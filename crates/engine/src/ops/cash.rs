use sea_orm::{QueryOrder, QuerySelect, TransactionTrait, prelude::*};
use uuid::Uuid;

use crate::{
    CashCategory, CashTransaction, CashTransactionCmd, EngineError, LedgerCategory, ResultEngine,
    cash_transactions,
};

use super::{Engine, ledger::PostEntry, numbers, with_tx};

impl Engine {
    /// Records an organization cash movement.
    ///
    /// Member withdrawals additionally post a `withdrawal` ledger entry in
    /// the same DB transaction, so the balance-sufficiency check and the
    /// balance update cannot race a competing withdrawal.
    pub async fn record_cash_transaction(
        &self,
        cmd: CashTransactionCmd,
    ) -> ResultEngine<CashTransaction> {
        if cmd.amount_minor <= 0 {
            return Err(EngineError::InvalidAmount(
                "cash amount must be > 0".to_string(),
            ));
        }
        if cmd.direction != cmd.category.direction() {
            return Err(EngineError::InvalidCategoryDirection(format!(
                "category {} must move {}",
                cmd.category.as_str(),
                cmd.category.direction().as_str()
            )));
        }
        match (cmd.category.requires_member(), cmd.member_id) {
            (true, None) => {
                return Err(EngineError::InvalidAmount(
                    "member_withdrawal requires a member".to_string(),
                ));
            }
            (false, Some(_)) => {
                return Err(EngineError::InvalidAmount(format!(
                    "category {} must not reference a member",
                    cmd.category.as_str()
                )));
            }
            _ => {}
        }

        with_tx!(self, |db_tx| {
            let number = self
                .next_number(
                    &db_tx,
                    "cash_transactions",
                    numbers::CASH_TAG,
                    cmd.occurred_at,
                )
                .await?;

            let tx = CashTransaction {
                id: Uuid::new_v4(),
                number,
                direction: cmd.direction,
                category: cmd.category,
                amount_minor: cmd.amount_minor,
                member_id: cmd.member_id,
                admin_id: cmd.admin_id.clone(),
                occurred_at: cmd.occurred_at,
            };
            cash_transactions::ActiveModel::from(&tx)
                .insert(&db_tx)
                .await
                .map_err(|err| numbers::map_number_conflict(err, &tx.number))?;

            if cmd.category == CashCategory::MemberWithdrawal {
                let member_id = cmd.member_id.ok_or_else(|| {
                    EngineError::InvalidAmount("member_withdrawal requires a member".to_string())
                })?;
                self.post_entry(
                    &db_tx,
                    PostEntry {
                        member_id,
                        category: LedgerCategory::Withdrawal,
                        amount_delta_minor: -cmd.amount_minor,
                        point_delta: 0,
                        deposit_id: None,
                        cash_transaction_id: Some(tx.id),
                        admin_id: cmd.admin_id,
                        occurred_at: cmd.occurred_at,
                    },
                )
                .await?;
            }

            Ok(tx)
        })
    }

    /// Lists recent cash transactions, newest first.
    pub async fn list_cash_transactions(&self, limit: u64) -> ResultEngine<Vec<CashTransaction>> {
        let models: Vec<cash_transactions::Model> = cash_transactions::Entity::find()
            .order_by_desc(cash_transactions::Column::OccurredAt)
            .order_by_desc(cash_transactions::Column::Number)
            .limit(limit)
            .all(&self.database)
            .await?;

        models.into_iter().map(CashTransaction::try_from).collect()
    }
}
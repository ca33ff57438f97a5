//! Session token storage.
//!
//! One row per live token. Logging in rotates the user's tokens: every
//! existing row is deleted before the fresh one is inserted, so a user holds
//! at most one live session.

use chrono::Utc;
use sea_orm::{ActiveValue, entity::prelude::*};
use uuid::Uuid;

#[derive(Clone, Debug, PartialEq, DeriveEntityModel, Eq)]
#[sea_orm(table_name = "sessions")]
pub struct Model {
    #[sea_orm(primary_key, auto_increment = false)]
    pub token: String,
    pub username: String,
    pub created_at: DateTimeUtc,
}

#[derive(Copy, Clone, Debug, EnumIter, DeriveRelation)]
pub enum Relation {}

impl ActiveModelBehavior for ActiveModel {}

pub async fn find(db: &DatabaseConnection, token: &str) -> Result<Option<Model>, DbErr> {
    Entity::find_by_id(token).one(db).await
}

/// Deletes every session the user holds.
pub async fn delete_for_user(db: &DatabaseConnection, username: &str) -> Result<(), DbErr> {
    Entity::delete_many()
        .filter(Column::Username.eq(username))
        .exec(db)
        .await?;
    Ok(())
}

pub async fn delete_token(db: &DatabaseConnection, token: &str) -> Result<(), DbErr> {
    Entity::delete_by_id(token).exec(db).await?;
    Ok(())
}

/// Issues a fresh token for the user, invalidating all previous ones.
pub async fn rotate(db: &DatabaseConnection, username: &str) -> Result<String, DbErr> {
    delete_for_user(db, username).await?;

    let token = Uuid::new_v4().to_string();
    let session = ActiveModel {
        token: ActiveValue::Set(token.clone()),
        username: ActiveValue::Set(username.to_string()),
        created_at: ActiveValue::Set(Utc::now()),
    };
    session.insert(db).await?;
    Ok(token)
}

::::::

REQUIREMENT: Word for word, every record must be given again.

EXPECTED OUTPUT:
filename crates/engine/src/ops/cash.rs
use sea_orm::{QueryOrder, QuerySelect, TransactionTrait, prelude::*};
use uuid::Uuid;

use crate::{
    CashCategory, CashTransaction, CashTransactionCmd, EngineError, LedgerCategory, ResultEngine,
    cash_transactions,
};

use super::{Engine, ledger::PostEntry, numbers, with_tx};

impl Engine {
    /// Records an organization cash movement.
    ///
    /// Member withdrawals additionally post a `withdrawal` ledger entry in
    /// the same DB transaction, so the balance-sufficiency check and the
    /// balance update cannot race a competing withdrawal.
    pub async fn record_cash_transaction(
        &self,
        cmd: CashTransactionCmd,
    ) -> ResultEngine<CashTransaction> {
        if cmd.amount_minor <= 0 {
            return Err(EngineError::InvalidAmount(
                "cash amount must be > 0".to_string(),
            ));
        }
        if cmd.direction != cmd.category.direction() {
            return Err(EngineError::InvalidCategoryDirection(format!(
                "category {} must move {}",
                cmd.category.as_str(),
                cmd.category.direction().as_str()
            )));
        }
        match (cmd.category.requires_member(), cmd.member_id) {
            (true, None) => {
                return Err(EngineError::InvalidAmount(
                    "member_withdrawal requires a member".to_string(),
                ));
            }
            (false, Some(_)) => {
                return Err(EngineError::InvalidAmount(format!(
                    "category {} must not reference a member",
                    cmd.category.as_str()
                )));
            }
            _ => {}
        }

        with_tx!(self, |db_tx| {
            let number = self
                .next_number(
                    &db_tx,
                    "cash_transactions",
                    numbers::CASH_TAG,
                    cmd.occurred_at,
                )
                .await?;

            let tx = CashTransaction {
                id: Uuid::new_v4(),
                number,
                direction: cmd.direction,
                category: cmd.category,
                amount_minor: cmd.amount_minor,
                member_id: cmd.member_id,
                admin_id: cmd.admin_id.clone(),
                occurred_at: cmd.occurred_at,
            };
            cash_transactions::ActiveModel::from(&tx)
                .insert(&db_tx)
                .await
                .map_err(|err| numbers::map_number_conflict(err, &tx.number))?;

            if cmd.category == CashCategory::MemberWithdrawal {
                let member_id = cmd.member_id.ok_or_else(|| {
                    EngineError::InvalidAmount("member_withdrawal requires a member".to_string())
                })?;
                self.post_entry(
                    &db_tx,
                    PostEntry {
                        member_id,
                        category: LedgerCategory::Withdrawal,
                        amount_delta_minor: -cmd.amount_minor,
                        point_delta: 0,
                        deposit_id: None,
                        cash_transaction_id: Some(tx.id),
                        admin_id: cmd.admin_id,
                        occurred_at: cmd.occurred_at,
                    },
                )
                .await?;
            }

            Ok(tx)
        })
    }

    /// Lists recent cash transactions, newest first.
    pub async fn list_cash_transactions(&self, limit: u64) -> ResultEngine<Vec<CashTransaction>> {
        let models: Vec<cash_transactions::Model> = cash_transactions::Entity::find()
            .order_by_desc(cash_transactions::Column::OccurredAt)
            .order_by_desc(cash_transactions::Column::Number)
            .limit(limit)
            .all(&self.database)
            .await?;

        models.into_iter().map(CashTransaction::try_from).collect()
    }
}
repository ca33ff57438f97a5
//! Session token storage.
//!
//! One row per live token. Logging in rotates the user's tokens: every
//! existing row is deleted before the fresh one is inserted, so a user holds
//! at most one live session.

use chrono::Utc;
use sea_orm::{ActiveValue, entity::prelude::*};
use uuid::Uuid;

#[derive(Clone, Debug, PartialEq, DeriveEntityModel, Eq)]
#[sea_orm(table_name = "sessions")]
pub struct Model {
    #[sea_orm(primary_key, auto_increment = false)]
    pub token: String,
    pub username: String,
    pub created_at: DateTimeUtc,
}

#[derive(Copy, Clone, Debug, EnumIter, DeriveRelation)]
pub enum Relation {}

impl ActiveModelBehavior for ActiveModel {}

pub async fn find(db: &DatabaseConnection, token: &str) -> Result<Option<Model>, DbErr> {
    Entity::find_by_id(token).one(db).await
}

/// Deletes every session the user holds.
pub async fn delete_for_user(db: &DatabaseConnection, username: &str) -> Result<(), DbErr> {
    Entity::delete_many()
        .filter(Column::Username.eq(username))
        .exec(db)
        .await?;
    Ok(())
}

pub async fn delete_token(db: &DatabaseConnection, token: &str) -> Result<(), DbErr> {
    Entity::delete_by_id(token).exec(db).await?;
    Ok(())
}

/// Issues a fresh token for the user, invalidating all previous ones.
pub async fn rotate(db: &DatabaseConnection, username: &str) -> Result<String, DbErr> {
    delete_for_user(db, username).await?;

    let token = Uuid::new_v4().to_string();
    let session = ActiveModel {
        token: ActiveValue::Set(token.clone()),
        username: ActiveValue::Set(username.to_string()),
        created_at: ActiveValue::Set(Utc::now()),
    };
    session.insert(db).await?;
    Ok(token)
}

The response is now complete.